** Material for this exercise follows **

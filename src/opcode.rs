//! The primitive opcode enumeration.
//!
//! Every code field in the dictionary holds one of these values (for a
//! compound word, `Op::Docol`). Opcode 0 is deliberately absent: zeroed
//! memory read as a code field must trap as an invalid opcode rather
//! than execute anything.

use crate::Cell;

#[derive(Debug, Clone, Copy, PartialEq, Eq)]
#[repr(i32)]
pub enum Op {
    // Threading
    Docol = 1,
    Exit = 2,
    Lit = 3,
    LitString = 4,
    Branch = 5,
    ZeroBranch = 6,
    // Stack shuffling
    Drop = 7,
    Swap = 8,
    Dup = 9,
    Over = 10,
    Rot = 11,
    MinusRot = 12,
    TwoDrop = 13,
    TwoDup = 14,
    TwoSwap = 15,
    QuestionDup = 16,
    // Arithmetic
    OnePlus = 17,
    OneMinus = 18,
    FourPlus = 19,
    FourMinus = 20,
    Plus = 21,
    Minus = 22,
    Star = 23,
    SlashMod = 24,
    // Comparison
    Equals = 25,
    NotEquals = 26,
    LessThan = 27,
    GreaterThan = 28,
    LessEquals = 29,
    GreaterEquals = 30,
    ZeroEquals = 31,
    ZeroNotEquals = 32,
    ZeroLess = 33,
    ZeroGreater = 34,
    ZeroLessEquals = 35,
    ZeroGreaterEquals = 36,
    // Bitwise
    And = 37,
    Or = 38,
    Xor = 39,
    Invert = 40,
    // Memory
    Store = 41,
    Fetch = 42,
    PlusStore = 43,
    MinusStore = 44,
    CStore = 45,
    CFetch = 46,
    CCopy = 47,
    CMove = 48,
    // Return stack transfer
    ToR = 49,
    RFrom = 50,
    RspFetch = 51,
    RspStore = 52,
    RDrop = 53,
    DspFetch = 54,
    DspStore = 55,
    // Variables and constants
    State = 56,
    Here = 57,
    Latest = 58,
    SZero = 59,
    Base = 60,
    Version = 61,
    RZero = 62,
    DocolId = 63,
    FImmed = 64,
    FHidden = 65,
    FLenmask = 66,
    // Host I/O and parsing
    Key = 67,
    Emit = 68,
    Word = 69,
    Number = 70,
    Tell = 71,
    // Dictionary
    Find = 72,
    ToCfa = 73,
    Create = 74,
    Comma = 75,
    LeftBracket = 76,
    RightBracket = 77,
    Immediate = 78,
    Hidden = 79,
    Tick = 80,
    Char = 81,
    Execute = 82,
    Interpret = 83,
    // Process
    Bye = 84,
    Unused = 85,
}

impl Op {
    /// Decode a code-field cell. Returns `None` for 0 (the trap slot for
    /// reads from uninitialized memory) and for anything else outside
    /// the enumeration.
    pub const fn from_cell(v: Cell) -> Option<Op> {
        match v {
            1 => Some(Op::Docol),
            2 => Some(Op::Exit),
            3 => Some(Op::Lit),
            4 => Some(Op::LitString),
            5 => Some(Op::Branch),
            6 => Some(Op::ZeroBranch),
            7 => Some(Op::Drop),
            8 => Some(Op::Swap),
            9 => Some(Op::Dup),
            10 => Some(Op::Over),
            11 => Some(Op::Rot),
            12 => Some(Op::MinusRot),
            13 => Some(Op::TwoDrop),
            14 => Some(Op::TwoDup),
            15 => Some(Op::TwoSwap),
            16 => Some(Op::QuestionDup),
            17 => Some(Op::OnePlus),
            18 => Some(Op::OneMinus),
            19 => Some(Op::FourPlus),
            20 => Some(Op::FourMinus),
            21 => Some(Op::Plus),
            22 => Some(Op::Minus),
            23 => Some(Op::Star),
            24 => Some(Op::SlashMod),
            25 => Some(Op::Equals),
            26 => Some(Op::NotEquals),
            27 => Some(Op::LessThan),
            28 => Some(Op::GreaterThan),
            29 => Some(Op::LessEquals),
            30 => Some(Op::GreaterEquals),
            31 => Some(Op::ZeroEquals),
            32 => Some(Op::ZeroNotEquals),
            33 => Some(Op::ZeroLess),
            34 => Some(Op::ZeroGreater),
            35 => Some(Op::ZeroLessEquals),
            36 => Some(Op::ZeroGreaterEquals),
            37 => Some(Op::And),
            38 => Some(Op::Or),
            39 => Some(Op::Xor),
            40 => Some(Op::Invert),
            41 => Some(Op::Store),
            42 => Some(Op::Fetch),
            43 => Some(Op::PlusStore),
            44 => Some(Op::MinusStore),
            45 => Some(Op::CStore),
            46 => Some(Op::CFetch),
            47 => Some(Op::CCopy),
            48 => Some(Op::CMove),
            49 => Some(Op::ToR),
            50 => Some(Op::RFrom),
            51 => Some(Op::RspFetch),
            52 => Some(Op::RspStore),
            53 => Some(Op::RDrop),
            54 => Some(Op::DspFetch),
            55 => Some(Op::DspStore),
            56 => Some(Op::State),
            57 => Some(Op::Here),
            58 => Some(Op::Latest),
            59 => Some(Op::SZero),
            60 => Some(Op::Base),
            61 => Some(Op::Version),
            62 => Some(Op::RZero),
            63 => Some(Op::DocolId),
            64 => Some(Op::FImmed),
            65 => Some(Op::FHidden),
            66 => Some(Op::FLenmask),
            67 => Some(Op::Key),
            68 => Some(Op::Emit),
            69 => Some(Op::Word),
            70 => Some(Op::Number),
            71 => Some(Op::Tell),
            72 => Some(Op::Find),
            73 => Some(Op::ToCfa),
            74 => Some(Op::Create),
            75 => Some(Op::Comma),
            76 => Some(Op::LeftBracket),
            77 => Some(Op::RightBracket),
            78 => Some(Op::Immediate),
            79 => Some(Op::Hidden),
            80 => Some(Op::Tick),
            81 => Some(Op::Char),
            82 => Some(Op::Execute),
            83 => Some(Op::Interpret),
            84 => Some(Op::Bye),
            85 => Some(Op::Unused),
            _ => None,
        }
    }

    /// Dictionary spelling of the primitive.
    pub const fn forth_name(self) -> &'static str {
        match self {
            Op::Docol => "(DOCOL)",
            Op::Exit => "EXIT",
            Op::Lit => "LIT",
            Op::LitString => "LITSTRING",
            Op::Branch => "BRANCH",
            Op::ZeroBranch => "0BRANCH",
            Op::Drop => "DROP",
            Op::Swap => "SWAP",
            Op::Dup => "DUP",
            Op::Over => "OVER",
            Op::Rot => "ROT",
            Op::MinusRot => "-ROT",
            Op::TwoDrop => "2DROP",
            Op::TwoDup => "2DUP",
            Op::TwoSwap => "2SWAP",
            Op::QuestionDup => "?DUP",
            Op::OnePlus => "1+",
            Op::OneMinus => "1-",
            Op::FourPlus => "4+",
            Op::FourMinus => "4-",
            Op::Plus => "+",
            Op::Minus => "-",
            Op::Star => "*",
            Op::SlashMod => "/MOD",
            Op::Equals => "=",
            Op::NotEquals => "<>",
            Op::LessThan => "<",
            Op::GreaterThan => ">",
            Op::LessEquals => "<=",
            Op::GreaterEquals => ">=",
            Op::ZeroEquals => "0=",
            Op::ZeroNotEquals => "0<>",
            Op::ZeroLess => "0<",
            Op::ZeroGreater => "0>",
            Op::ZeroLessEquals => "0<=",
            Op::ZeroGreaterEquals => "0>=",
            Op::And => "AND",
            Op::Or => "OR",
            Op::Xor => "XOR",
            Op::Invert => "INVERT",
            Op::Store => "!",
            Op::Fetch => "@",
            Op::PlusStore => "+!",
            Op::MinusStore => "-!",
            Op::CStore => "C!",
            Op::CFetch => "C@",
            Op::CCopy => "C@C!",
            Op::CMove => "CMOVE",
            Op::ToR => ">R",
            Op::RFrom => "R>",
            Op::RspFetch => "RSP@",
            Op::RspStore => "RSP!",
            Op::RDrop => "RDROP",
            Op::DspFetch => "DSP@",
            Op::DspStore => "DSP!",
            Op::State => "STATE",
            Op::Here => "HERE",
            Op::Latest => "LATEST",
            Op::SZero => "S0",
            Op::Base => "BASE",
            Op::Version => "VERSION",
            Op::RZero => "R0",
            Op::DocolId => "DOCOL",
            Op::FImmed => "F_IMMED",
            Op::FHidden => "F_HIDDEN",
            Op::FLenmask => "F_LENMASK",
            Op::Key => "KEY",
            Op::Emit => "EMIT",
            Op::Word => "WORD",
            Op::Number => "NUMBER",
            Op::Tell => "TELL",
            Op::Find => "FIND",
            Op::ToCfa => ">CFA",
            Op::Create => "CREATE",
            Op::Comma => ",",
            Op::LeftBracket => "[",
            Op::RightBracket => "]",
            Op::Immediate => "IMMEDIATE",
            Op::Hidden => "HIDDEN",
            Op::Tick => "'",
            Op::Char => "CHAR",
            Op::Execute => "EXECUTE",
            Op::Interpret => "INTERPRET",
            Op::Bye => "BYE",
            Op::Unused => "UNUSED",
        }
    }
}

** End of Material for this exercise **
** Material for this exercise follows **

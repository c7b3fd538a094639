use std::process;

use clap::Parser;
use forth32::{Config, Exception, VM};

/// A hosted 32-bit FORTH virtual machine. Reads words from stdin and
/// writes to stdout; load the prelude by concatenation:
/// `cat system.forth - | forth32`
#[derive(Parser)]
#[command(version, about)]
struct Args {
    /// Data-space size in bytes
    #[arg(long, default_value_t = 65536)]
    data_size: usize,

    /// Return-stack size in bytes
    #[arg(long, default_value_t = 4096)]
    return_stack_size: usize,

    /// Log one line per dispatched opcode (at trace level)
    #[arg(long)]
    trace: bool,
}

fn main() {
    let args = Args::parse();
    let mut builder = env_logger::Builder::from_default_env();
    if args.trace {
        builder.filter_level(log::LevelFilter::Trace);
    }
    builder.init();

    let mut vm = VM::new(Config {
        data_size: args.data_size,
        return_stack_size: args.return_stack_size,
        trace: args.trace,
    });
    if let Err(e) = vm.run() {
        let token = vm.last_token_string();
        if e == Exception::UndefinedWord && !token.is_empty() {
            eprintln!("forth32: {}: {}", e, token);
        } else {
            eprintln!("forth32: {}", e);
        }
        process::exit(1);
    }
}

** End of Material for this exercise **
** Material for this exercise follows **

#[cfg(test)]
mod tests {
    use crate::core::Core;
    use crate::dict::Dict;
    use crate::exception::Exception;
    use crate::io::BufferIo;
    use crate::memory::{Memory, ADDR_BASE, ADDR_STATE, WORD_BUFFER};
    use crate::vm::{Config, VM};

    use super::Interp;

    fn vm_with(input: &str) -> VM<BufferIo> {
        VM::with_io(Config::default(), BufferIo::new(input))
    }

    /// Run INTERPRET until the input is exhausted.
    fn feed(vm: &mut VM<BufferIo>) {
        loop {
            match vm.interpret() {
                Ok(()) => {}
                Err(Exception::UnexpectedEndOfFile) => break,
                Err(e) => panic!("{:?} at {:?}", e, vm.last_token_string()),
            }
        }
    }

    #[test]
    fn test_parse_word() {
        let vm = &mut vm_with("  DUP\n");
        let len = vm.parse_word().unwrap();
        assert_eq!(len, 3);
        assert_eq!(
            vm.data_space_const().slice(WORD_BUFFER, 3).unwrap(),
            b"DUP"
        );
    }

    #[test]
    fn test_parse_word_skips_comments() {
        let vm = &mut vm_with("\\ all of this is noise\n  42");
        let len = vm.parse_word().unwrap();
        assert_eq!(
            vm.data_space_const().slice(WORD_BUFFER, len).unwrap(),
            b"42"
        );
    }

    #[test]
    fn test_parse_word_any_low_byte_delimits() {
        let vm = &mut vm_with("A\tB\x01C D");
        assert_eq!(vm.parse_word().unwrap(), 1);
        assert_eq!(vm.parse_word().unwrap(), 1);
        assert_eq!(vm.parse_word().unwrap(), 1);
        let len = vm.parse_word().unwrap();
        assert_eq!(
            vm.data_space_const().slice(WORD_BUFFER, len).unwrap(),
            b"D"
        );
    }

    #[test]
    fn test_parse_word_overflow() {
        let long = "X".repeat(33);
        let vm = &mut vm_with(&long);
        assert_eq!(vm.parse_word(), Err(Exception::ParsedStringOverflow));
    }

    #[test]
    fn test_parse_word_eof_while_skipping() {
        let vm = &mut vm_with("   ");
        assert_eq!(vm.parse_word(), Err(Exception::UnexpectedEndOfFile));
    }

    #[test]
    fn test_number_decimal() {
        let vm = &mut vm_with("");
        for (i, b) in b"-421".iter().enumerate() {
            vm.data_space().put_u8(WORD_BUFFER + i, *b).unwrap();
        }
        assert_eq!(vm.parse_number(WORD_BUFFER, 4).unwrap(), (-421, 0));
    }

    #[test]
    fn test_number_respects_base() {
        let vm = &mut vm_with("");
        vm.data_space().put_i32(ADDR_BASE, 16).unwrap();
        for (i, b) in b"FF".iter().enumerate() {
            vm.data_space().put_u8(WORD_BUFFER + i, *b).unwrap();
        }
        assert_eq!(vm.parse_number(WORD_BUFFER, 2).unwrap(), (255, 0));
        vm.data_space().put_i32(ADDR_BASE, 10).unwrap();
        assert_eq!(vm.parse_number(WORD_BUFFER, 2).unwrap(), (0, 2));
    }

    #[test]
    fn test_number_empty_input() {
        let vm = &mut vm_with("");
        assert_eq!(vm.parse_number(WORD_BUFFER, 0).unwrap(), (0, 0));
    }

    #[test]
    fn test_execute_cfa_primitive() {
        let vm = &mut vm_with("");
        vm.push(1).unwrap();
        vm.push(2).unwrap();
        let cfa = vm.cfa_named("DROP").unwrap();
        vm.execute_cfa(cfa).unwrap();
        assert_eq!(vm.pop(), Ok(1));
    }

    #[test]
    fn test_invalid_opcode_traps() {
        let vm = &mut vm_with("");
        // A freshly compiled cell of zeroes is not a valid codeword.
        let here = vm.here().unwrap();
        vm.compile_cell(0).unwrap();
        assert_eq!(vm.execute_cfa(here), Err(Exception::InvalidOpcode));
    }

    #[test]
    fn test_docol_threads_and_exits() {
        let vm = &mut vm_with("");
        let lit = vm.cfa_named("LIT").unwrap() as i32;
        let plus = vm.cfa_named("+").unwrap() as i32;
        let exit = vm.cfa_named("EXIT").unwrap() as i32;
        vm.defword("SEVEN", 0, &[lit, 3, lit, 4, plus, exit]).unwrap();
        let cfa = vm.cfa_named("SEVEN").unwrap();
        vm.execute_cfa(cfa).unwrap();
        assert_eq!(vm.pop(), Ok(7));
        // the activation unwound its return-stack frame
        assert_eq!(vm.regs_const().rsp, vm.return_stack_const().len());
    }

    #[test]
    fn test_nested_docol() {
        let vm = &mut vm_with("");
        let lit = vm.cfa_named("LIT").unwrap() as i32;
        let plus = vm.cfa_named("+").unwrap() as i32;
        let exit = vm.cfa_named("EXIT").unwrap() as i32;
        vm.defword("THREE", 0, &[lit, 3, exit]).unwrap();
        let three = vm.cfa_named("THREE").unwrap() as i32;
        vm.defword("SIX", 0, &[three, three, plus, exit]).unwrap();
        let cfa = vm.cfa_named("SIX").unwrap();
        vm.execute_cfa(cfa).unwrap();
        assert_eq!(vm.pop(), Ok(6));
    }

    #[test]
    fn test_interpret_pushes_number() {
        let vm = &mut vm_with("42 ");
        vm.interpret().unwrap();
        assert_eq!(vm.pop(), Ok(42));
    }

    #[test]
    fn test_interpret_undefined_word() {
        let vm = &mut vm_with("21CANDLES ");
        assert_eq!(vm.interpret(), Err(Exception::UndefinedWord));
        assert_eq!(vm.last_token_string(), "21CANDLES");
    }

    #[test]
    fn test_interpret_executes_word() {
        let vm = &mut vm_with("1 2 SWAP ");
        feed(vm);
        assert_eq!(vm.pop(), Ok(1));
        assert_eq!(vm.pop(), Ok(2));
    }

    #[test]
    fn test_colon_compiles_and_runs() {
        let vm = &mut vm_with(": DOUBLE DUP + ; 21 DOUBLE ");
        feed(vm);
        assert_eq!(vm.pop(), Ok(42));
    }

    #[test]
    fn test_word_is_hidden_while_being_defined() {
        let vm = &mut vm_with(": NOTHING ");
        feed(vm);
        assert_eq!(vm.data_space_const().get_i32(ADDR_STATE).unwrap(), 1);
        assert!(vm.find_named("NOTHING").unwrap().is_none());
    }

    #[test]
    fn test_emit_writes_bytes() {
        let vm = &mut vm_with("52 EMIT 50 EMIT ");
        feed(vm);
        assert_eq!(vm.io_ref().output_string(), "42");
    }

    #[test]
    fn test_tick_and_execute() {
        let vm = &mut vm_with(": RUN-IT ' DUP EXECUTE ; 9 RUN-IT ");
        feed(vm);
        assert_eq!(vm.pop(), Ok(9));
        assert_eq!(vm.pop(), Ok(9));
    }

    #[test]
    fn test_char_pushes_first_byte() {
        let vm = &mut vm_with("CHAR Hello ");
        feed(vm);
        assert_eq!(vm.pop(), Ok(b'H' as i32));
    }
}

** End of Material for this exercise **

# Work to complete
Among the lines of the data, find every one that holds "Exception" and copy it.

# Your response
use forth32::{Config, Exception, VM};
        if e == Exception::UndefinedWord && !token.is_empty() {
    use crate::exception::Exception;
                Err(Exception::UnexpectedEndOfFile) => break,
        assert_eq!(vm.parse_word(), Err(Exception::ParsedStringOverflow));
        assert_eq!(vm.parse_word(), Err(Exception::UnexpectedEndOfFile));
        assert_eq!(vm.execute_cfa(here), Err(Exception::InvalidOpcode));
        assert_eq!(vm.interpret(), Err(Exception::UndefinedWord));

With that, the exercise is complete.